You control your character with WASD keys for movement and Space to jump. The camera follows behind you in third-person view, and you'll need to judge distances carefully—some platforms are tiny hexagons barely wider than your avatar. On mobile, you use the on-screen joystick and jump button. The physics feel floaty, so don't expect tight platforming like Mario. You'll overshoot jumps until you get used to the momentum.
The real challenge isn't just jumping—it's dodging death traps. You'll cross narrow blue bridges over lava textures that reset you to the last checkpoint if you fall. Watch for spinning traps, trampolines that launch you in unpredictable directions, and slippery ice paths that kill your traction. Some levels throw skeletons or portals at you that teleport you backward. The game doesn't hold your hand; you learn by dying repeatedly.
Each stage ends with a glowing blue portal. Touch it, and you're onto the next course. The difficulty ramps up fast—early levels have wide platforms and obvious paths, but later zones feature mazes where you can literally get lost for minutes. There are bonus zones and secret shortcuts if you're brave enough to jump toward suspicious-looking platforms that seem just out of reach. Collect trophies along the way to prove you didn't just skip to easier sections.
This is tailor-made for kids aged 6-12 who live on YouTube watching Obby playthroughs, but honestly, anyone who wants a no-brain challenge can jump in. It's perfect if you have 15 minutes to kill and want something that doesn't require reading tutorials or managing inventory systems. Parents: it's completely safe—no violence, no chat toxicity, just pure jumping frustration. Hardcore platformer fans might find it too simple and janky, but if you grew up on flash games or mobile time-wasters, you'll feel right at home.

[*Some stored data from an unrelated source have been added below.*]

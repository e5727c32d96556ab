//! HTTP middleware stack for storefront.
//!
//! # Middleware Order (bottom to top in Router)
//!
//! 1. Sentry layer (capture errors)
//! 2. `TraceLayer` (request tracing)
//! 3. Session layer (tower-sessions, signed cookie)
//! 4. Route guard (`require_session`, on guarded routes only)

pub mod auth;
pub mod session;
pub mod visitor;

pub use auth::{current_user, require_session};
pub use session::create_session_layer;
pub use visitor::{SessionStore, Visitor};
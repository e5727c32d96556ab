//! Authentication route handlers.
//!
//! Handles login, signup and logout. Whether a submission is accepted is up
//! to the configured [`Authenticator`](crate::services::auth::Authenticator).

use askama::Template;
use askama_web::WebTemplate;
use axum::{
    Form,
    extract::{Query, State},
    http::StatusCode,
    response::{IntoResponse, Redirect, Response},
};
use serde::Deserialize;
use tracing::instrument;

use emporium_core::{DisplayNameError, FieldErrors};

use crate::error::{Result, clear_sentry_user, set_sentry_user};
use crate::filters;
use crate::middleware::Visitor;
use crate::routes::cart::local_path;
use crate::routes::layout::Layout;
use crate::services::auth::{AuthError, LoginRequest, SignupRequest};
use crate::state::AppState;

// =============================================================================
// Query Types
// =============================================================================

/// Where to go after signing in. Set by the route guard.
#[derive(Debug, Default, Deserialize)]
pub struct NextQuery {
    pub next: Option<String>,
}

impl NextQuery {
    /// Validated local redirect target.
    fn target(&self) -> &str {
        local_path(self.next.as_deref()).unwrap_or("/")
    }

    /// Form action that carries `next` through the POST.
    fn login_action(&self) -> String {
        match local_path(self.next.as_deref()) {
            Some(next) => format!("/login?next={}", urlencoding::encode(next)),
            None => "/login".to_string(),
        }
    }
}

/// Inline error for an identifier the authenticator refused to parse.
fn identifier_error(error: &DisplayNameError) -> FieldErrors {
    let mut errors = FieldErrors::new();
    errors.insert("email", error.to_string());
    errors
}

// =============================================================================
// Templates
// =============================================================================

/// Login page template.
#[derive(Template, WebTemplate)]
#[template(path = "auth/login.html")]
pub struct LoginTemplate {
    pub layout: Layout,
    pub action: String,
    pub email: String,
    pub errors: FieldErrors,
    pub error: Option<String>,
}

/// Signup page template.
#[derive(Template, WebTemplate)]
#[template(path = "auth/signup.html")]
pub struct SignupTemplate {
    pub layout: Layout,
    pub name: String,
    pub email: String,
    pub errors: FieldErrors,
    pub error: Option<String>,
}

// =============================================================================
// Login Routes
// =============================================================================

/// Display the login page.
pub async fn login_page(
    Visitor(visitor): Visitor,
    Query(query): Query<NextQuery>,
) -> impl IntoResponse {
    LoginTemplate {
        layout: Layout::new(&visitor),
        action: query.login_action(),
        email: String::new(),
        errors: FieldErrors::new(),
        error: None,
    }
}

/// Handle login form submission.
#[instrument(skip(state, visitor, form))]
pub async fn login(
    State(state): State<AppState>,
    Visitor(mut visitor): Visitor,
    Query(query): Query<NextQuery>,
    Form(form): Form<LoginRequest>,
) -> Result<Response> {
    let render = |status: StatusCode, errors: FieldErrors, error: Option<String>, layout| {
        (
            status,
            LoginTemplate {
                layout,
                action: query.login_action(),
                email: form.identifier.clone(),
                errors,
                error,
            },
        )
            .into_response()
    };

    let errors = form.validate();
    if !errors.is_empty() {
        return Ok(render(
            StatusCode::UNPROCESSABLE_ENTITY,
            errors,
            None,
            Layout::new(&visitor),
        ));
    }

    let user = match state.authenticator().login(&form).await {
        Ok(user) => user,
        Err(AuthError::InvalidCredentials) => {
            tracing::info!("Login rejected");
            return Ok(render(
                StatusCode::UNAUTHORIZED,
                FieldErrors::new(),
                Some("Invalid email or password".to_string()),
                Layout::new(&visitor),
            ));
        }
        Err(AuthError::InvalidIdentifier(e)) => {
            return Ok(render(
                StatusCode::UNPROCESSABLE_ENTITY,
                identifier_error(&e),
                None,
                Layout::new(&visitor),
            ));
        }
        Err(e) => return Err(e.into()),
    };

    visitor.sign_in(user).await?;
    if let Some(user) = visitor.session().user() {
        set_sentry_user(user.as_str());
        tracing::info!(user = %user, "Signed in");
    }

    Ok(Redirect::to(query.target()).into_response())
}

// =============================================================================
// Signup Routes
// =============================================================================

/// Display the signup page.
pub async fn signup_page(Visitor(visitor): Visitor) -> impl IntoResponse {
    SignupTemplate {
        layout: Layout::new(&visitor),
        name: String::new(),
        email: String::new(),
        errors: FieldErrors::new(),
        error: None,
    }
}

/// Handle signup form submission.
///
/// Mismatched passwords re-render the form with an inline error; nothing is
/// stored.
#[instrument(skip(state, visitor, form))]
pub async fn signup(
    State(state): State<AppState>,
    Visitor(mut visitor): Visitor,
    Form(form): Form<SignupRequest>,
) -> Result<Response> {
    let render = |status: StatusCode, errors: FieldErrors, error: Option<String>, layout| {
        (
            status,
            SignupTemplate {
                layout,
                name: form.name.clone(),
                email: form.email.clone(),
                errors,
                error,
            },
        )
            .into_response()
    };

    let errors = form.validate();
    if !errors.is_empty() {
        return Ok(render(
            StatusCode::UNPROCESSABLE_ENTITY,
            errors,
            None,
            Layout::new(&visitor),
        ));
    }

    let user = match state.authenticator().signup(&form).await {
        Ok(user) => user,
        Err(AuthError::InvalidCredentials) => {
            return Ok(render(
                StatusCode::UNAUTHORIZED,
                FieldErrors::new(),
                Some("Could not create the account".to_string()),
                Layout::new(&visitor),
            ));
        }
        Err(AuthError::InvalidIdentifier(e)) => {
            return Ok(render(
                StatusCode::UNPROCESSABLE_ENTITY,
                identifier_error(&e),
                None,
                Layout::new(&visitor),
            ));
        }
        Err(e) => return Err(e.into()),
    };

    visitor.sign_in(user).await?;
    if let Some(user) = visitor.session().user() {
        set_sentry_user(user.as_str());
        tracing::info!(user = %user, "Signed up");
    }

    Ok(Redirect::to("/").into_response())
}

// =============================================================================
// Logout
// =============================================================================

/// Handle logout. The cart is kept.
#[instrument(skip(visitor))]
pub async fn logout(Visitor(mut visitor): Visitor) -> Result<Redirect> {
    visitor.sign_out().await?;
    clear_sentry_user();
    Ok(Redirect::to("/"))
}
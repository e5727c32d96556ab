//! Session display identifier.

use core::fmt;

use serde::{Deserialize, Serialize};

/// Errors that can occur when parsing a [`DisplayName`].
#[derive(thiserror::Error, Debug, Clone, PartialEq, Eq)]
pub enum DisplayNameError {
    /// The input is empty or only whitespace.
    #[error("display name cannot be empty")]
    Empty,
}

/// The identifier shown for a signed-in visitor.
///
/// Usually the email address typed into the login form, but any non-empty
/// string is accepted: nothing here claims the visitor proved who they are.
///
/// Surrounding whitespace is trimmed; there is no length limit.
///
/// ## Examples
///
/// ```
/// use emporium_core::DisplayName;
///
/// let name = DisplayName::parse("  e@x.com ").unwrap();
/// assert_eq!(name.as_str(), "e@x.com");
/// assert_eq!(name.initial(), "E");
///
/// assert!(DisplayName::parse("   ").is_err());
/// ```
#[derive(Debug, Clone, Serialize, Deserialize, PartialEq, Eq, Hash)]
#[serde(transparent)]
pub struct DisplayName(String);

impl DisplayName {
    /// Parse a `DisplayName` from a string.
    ///
    /// # Errors
    ///
    /// Returns [`DisplayNameError::Empty`] if the trimmed input is empty.
    pub fn parse(s: &str) -> Result<Self, DisplayNameError> {
        let trimmed = s.trim();

        if trimmed.is_empty() {
            return Err(DisplayNameError::Empty);
        }

        Ok(Self(trimmed.to_owned()))
    }

    /// Returns the name as a string slice.
    #[must_use]
    pub fn as_str(&self) -> &str {
        &self.0
    }

    /// First character, upper-cased, for avatar badges.
    #[must_use]
    pub fn initial(&self) -> String {
        self.0
            .chars()
            .next()
            .map(|c| c.to_uppercase().collect())
            .unwrap_or_default()
    }
}

impl fmt::Display for DisplayName {
    fn fmt(&self, f: &mut fmt::Formatter<'_>) -> fmt::Result {
        f.write_str(&self.0)
    }
}

impl AsRef<str> for DisplayName {
    fn as_ref(&self) -> &str {
        &self.0
    }
}
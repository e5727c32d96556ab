//! Per-visitor client state extractor.
//!
//! The visitor's HTTP session is the persistent key-value store behind
//! [`ClientState`]: every cart or sign-in mutation is written into it.

use async_trait::async_trait;
use axum::{extract::FromRequestParts, http::request::Parts};
use serde_json::Value;
use tower_sessions::Session;

use emporium_core::{ClientState, KeyValueStore, StoreError};

use crate::error::AppError;

/// [`KeyValueStore`] backed by a `tower_sessions::Session`.
#[derive(Debug, Clone)]
pub struct SessionStore(pub Session);

#[async_trait]
impl KeyValueStore for SessionStore {
    async fn get(&self, key: &str) -> Result<Option<String>, StoreError> {
        let value = self
            .0
            .get_value(key)
            .await
            .map_err(StoreError::backend)?;

        // Anything that is not a JSON string is handed back as JSON text so
        // the decoder can reject it.
        Ok(value.map(|value| match value {
            Value::String(s) => s,
            other => other.to_string(),
        }))
    }

    async fn set(&self, key: &str, value: String) -> Result<(), StoreError> {
        self.0.insert(key, value).await.map_err(StoreError::backend)
    }

    async fn remove(&self, key: &str) -> Result<(), StoreError> {
        self.0
            .remove_value(key)
            .await
            .map_err(StoreError::backend)?;
        Ok(())
    }
}

/// The requesting visitor's cart and session.
///
/// # Example
///
/// ```rust,ignore
/// async fn handler(Visitor(mut state): Visitor) -> Result<Redirect> {
///     state.sign_out().await?;
///     Ok(Redirect::to("/"))
/// }
/// ```
pub struct Visitor(pub ClientState<SessionStore>);

impl<S> FromRequestParts<S> for Visitor
where
    S: Send + Sync,
{
    type Rejection = AppError;

    async fn from_request_parts(parts: &mut Parts, _state: &S) -> Result<Self, Self::Rejection> {
        // Set by SessionManagerLayer
        let session = parts
            .extensions
            .get::<Session>()
            .cloned()
            .ok_or_else(|| AppError::Internal("session layer not installed".to_string()))?;

        let state = ClientState::load(SessionStore(session)).await?;
        Ok(Self(state))
    }
}

#[cfg(test)]
#[allow(clippy::unwrap_used)]
mod tests {
    use std::sync::Arc;

    use tower_sessions::MemoryStore;

    use emporium_core::store::keys;

    use super::*;

    fn session() -> Session {
        Session::new(None, Arc::new(MemoryStore::default()), None)
    }

    #[tokio::test]
    async fn test_round_trips_strings() {
        let store = SessionStore(session());
        store.set(keys::USER, "e@x.com".to_string()).await.unwrap();
        assert_eq!(
            store.get(keys::USER).await.unwrap().as_deref(),
            Some("e@x.com")
        );

        store.remove(keys::USER).await.unwrap();
        assert_eq!(store.get(keys::USER).await.unwrap(), None);
    }

    #[tokio::test]
    async fn test_non_string_value_returned_as_json() {
        let session = session();
        session.insert(keys::CART, vec![1, 2]).await.unwrap();

        let store = SessionStore(session);
        assert_eq!(store.get(keys::CART).await.unwrap().as_deref(), Some("[1,2]"));
    }

    #[tokio::test]
    async fn test_client_state_over_session() {
        let session = session();
        session.insert(keys::CART, "not a cart").await.unwrap();

        let state = ClientState::load(SessionStore(session.clone())).await.unwrap();
        assert!(state.cart().is_empty());
        assert_eq!(session.get_value(keys::CART).await.unwrap(), None);
    }
}
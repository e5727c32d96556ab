//! Custom Askama template filters.

#![allow(clippy::unnecessary_wraps)]

use std::fmt::Display;

/// Returns the current year.
///
/// Usage in templates: `{{ ""|current_year }}`
#[allow(clippy::unnecessary_wraps)]
#[askama::filter_fn]
pub fn current_year(_value: impl Display, _env: &dyn askama::Values) -> askama::Result<i32> {
    use chrono::Datelike;
    Ok(chrono::Utc::now().year())
}

/// Shortens text to at most `max` characters, adding an ellipsis when cut.
///
/// Usage in templates: `{{ product.description|excerpt(80) }}`
#[allow(clippy::unnecessary_wraps)]
#[askama::filter_fn]
pub fn excerpt(
    value: impl Display,
    _env: &dyn askama::Values,
    max: usize,
) -> askama::Result<String> {
    Ok(shorten(&value.to_string(), max))
}

fn shorten(text: &str, max: usize) -> String {
    let text = text.trim();
    if text.chars().count() <= max {
        return text.to_string();
    }
    let cut: String = text.chars().take(max).collect();
    format!("{}…", cut.trim_end())
}
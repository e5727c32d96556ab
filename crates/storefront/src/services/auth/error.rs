//! Authentication error types.

use thiserror::Error;

/// Errors that can occur during authentication operations.
#[derive(Debug, Error)]
pub enum AuthError {
    /// The identifier cannot be used as a display name.
    #[error("invalid identifier: {0}")]
    InvalidIdentifier(#[from] emporium_core::DisplayNameError),

    /// Password and confirmation differ.
    #[error("passwords do not match")]
    PasswordMismatch,

    /// Credentials were rejected.
    #[error("invalid credentials")]
    InvalidCredentials,
}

The vibe is casual chaos with zero polish. Visually, it's rough—textures tile awkwardly across platforms, the lighting is flat, and the anime-style character models look pasted onto the environment. There's no ambient music (at least none that stood out), so you're mostly hearing footsteps and jump sound effects on repeat. It feels like a budget Roblox map exported as a standalone game. The skybox is a stretched low-res image, and some wall textures wrap so badly you can see the seams. But here's the thing: it runs smoothly, loads instantly, and the core loop of "jump, fail, retry" works. It's not trying to be beautiful—it's trying to be playable, and it succeeds at that.
The game saves your progress automatically using browser cache, so you can close the tab and pick up where you left off—just don't clear your browsing data or you'll start over. Performance-wise, this runs on a potato. I tested it on an older laptop and mobile, and both handled it fine. The low-poly assets and lack of dynamic lighting mean even budget phones from 2020 should handle this without lag. No downloads, no installs, just click and play.
A solid time-killer if you set your expectations correctly—this isn't a AAA platformer, it's a free browser Obby that does the job.
Controls are responsive enough, though the floaty jump physics take getting used to. No input lag, which is critical for platformers.
Developed by KreizLand and released on October 16, 2025. It's a brand-new release, so expect updates or bug fixes as players discover exploits.